LISTED ENTRIES
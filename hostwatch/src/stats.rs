//! Summary statistics over a tracking capture.

use crate::tracking::TrackedSample;

#[derive(Debug, Clone, Copy, Default, PartialEq)]
pub struct ChannelStats {
    pub avg: f64,
    pub min: f64,
    pub max: f64,
    pub current: f64,
}

#[derive(Debug, Clone, Copy, Default, PartialEq)]
pub struct Statistics {
    pub cpu: ChannelStats,
    pub cpu_temp: ChannelStats,
    pub memory: ChannelStats,
    pub network_rx: ChannelStats,
    pub network_tx: ChannelStats,
}

struct Accumulator {
    sum: f64,
    count: usize,
    min: f64,
    max: f64,
}

impl Accumulator {
    fn new() -> Self {
        Self {
            sum: 0.0,
            count: 0,
            min: f64::INFINITY,
            max: f64::NEG_INFINITY,
        }
    }

    fn add(&mut self, v: f64) {
        self.sum += v;
        self.count += 1;
        self.min = self.min.min(v);
        self.max = self.max.max(v);
    }

    // An empty accumulator yields all zeros; the infinity seeds never escape.
    fn finish(self, current: f64) -> ChannelStats {
        if self.count == 0 {
            return ChannelStats::default();
        }
        ChannelStats {
            avg: self.sum / self.count as f64,
            min: self.min,
            max: self.max,
            current,
        }
    }
}

fn channel(samples: &[TrackedSample], value: impl Fn(&TrackedSample) -> f64) -> ChannelStats {
    let mut acc = Accumulator::new();
    for s in samples {
        acc.add(value(s));
    }
    acc.finish(samples.last().map(&value).unwrap_or(0.0))
}

/// Folds a capture into per-channel avg/min/max/current. Recomputed from scratch on every call.
pub fn reduce(samples: &[TrackedSample]) -> Statistics {
    let mut temp = Accumulator::new();
    for t in samples.iter().filter_map(|s| s.cpu_temp_c).filter(|t| *t > 0.0) {
        temp.add(t);
    }
    let temp_now = samples.last().and_then(|s| s.cpu_temp_c).unwrap_or(0.0);

    Statistics {
        cpu: channel(samples, |s| s.cpu_pct),
        cpu_temp: temp.finish(temp_now),
        memory: channel(samples, |s| s.mem_pct),
        network_rx: channel(samples, |s| s.net_rx_bytes_per_sec),
        network_tx: channel(samples, |s| s.net_tx_bytes_per_sec),
    }
}
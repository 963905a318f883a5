//! GPU panel: one name row plus utilization and VRAM bars per controller.

use ratatui::{
    layout::{Constraint, Direction, Layout, Rect},
    style::{Color, Style},
    text::Span,
    widgets::{Block, Borders, Gauge, Paragraph},
};

use crate::types::GpuController;
use crate::ui::theme::temp_color;

pub fn draw_gpu(f: &mut ratatui::Frame<'_>, area: Rect, gpus: &[GpuController]) {
    let mut area = area;
    let block = Block::default().borders(Borders::ALL).title("GPU");
    f.render_widget(block, area);

    if area.height <= 2 || area.width <= 2 {
        return;
    }
    area.y += 1;
    area.height = area.height.saturating_sub(2);
    area.x += 1;
    area.width = area.width.saturating_sub(2);

    if gpus.is_empty() {
        f.render_widget(Paragraph::new("No GPUs"), area);
        return;
    }

    // 3 rows per GPU: name, util bar, vram bar
    if area.height < 3 {
        return;
    }
    let per_gpu_rows: u16 = 3;
    let count = gpus.len().min((area.height / per_gpu_rows) as usize);

    let constraints = vec![Constraint::Length(1); count * per_gpu_rows as usize];
    let rows = Layout::default()
        .direction(Direction::Vertical)
        .constraints(constraints)
        .split(area);

    let split_bar = |r: Rect| {
        Layout::default()
            .direction(Direction::Horizontal)
            .constraints([Constraint::Min(8), Constraint::Length(24)])
            .split(r)
    };

    for (i, g) in gpus.iter().take(count).enumerate() {
        let name_style = g
            .temperature_c
            .map(|t| Style::default().fg(temp_color(t)))
            .unwrap_or_else(|| Style::default().fg(Color::Gray));
        let temp = g
            .temperature_c
            .map(|t| format!(" {t:.0}°C"))
            .unwrap_or_default();
        f.render_widget(
            Paragraph::new(Span::raw(format!("{} {}{temp}", g.vendor, g.model))).style(name_style),
            rows[i * 3],
        );

        let util_cols = split_bar(rows[i * 3 + 1]);
        let util = g.utilization_pct.map(|u| u.clamp(0.0, 100.0));
        f.render_widget(
            Gauge::default()
                .gauge_style(Style::default().fg(Color::Green))
                .label(Span::raw(""))
                .ratio(util.unwrap_or(0.0) / 100.0),
            util_cols[0],
        );
        let util_s = util
            .map(|u| format!("util: {u:.0}%"))
            .unwrap_or_else(|| "util: n/a".into());
        f.render_widget(
            Paragraph::new(Span::raw(util_s)).style(Style::default().fg(Color::Gray)),
            util_cols[1],
        );

        let mem_cols = split_bar(rows[i * 3 + 2]);
        let total = g.memory_total_mb.or(g.vram_mb);
        let (ratio, mem_s) = match (g.memory_used_mb, total) {
            (Some(used), Some(total)) if total > 0 => {
                let r = (used as f64 / total as f64).clamp(0.0, 1.0);
                (r, format!("vram: {used}/{total}M ({:.0}%)", r * 100.0))
            }
            (None, Some(total)) => (0.0, format!("vram: {total}M")),
            _ => (0.0, "vram: n/a".into()),
        };
        f.render_widget(
            Gauge::default()
                .gauge_style(Style::default().fg(Color::LightMagenta))
                .label(Span::raw(""))
                .ratio(ratio),
            mem_cols[0],
        );
        f.render_widget(
            Paragraph::new(Span::raw(mem_s)).style(Style::default().fg(Color::Gray)),
            mem_cols[1],
        );
    }
}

EXERCISE DETAILS
Wherever a line above contains "struct", copy that line.

RESULT OF THIS TASK
pub struct ChannelStats {
pub struct Statistics {
struct Accumulator {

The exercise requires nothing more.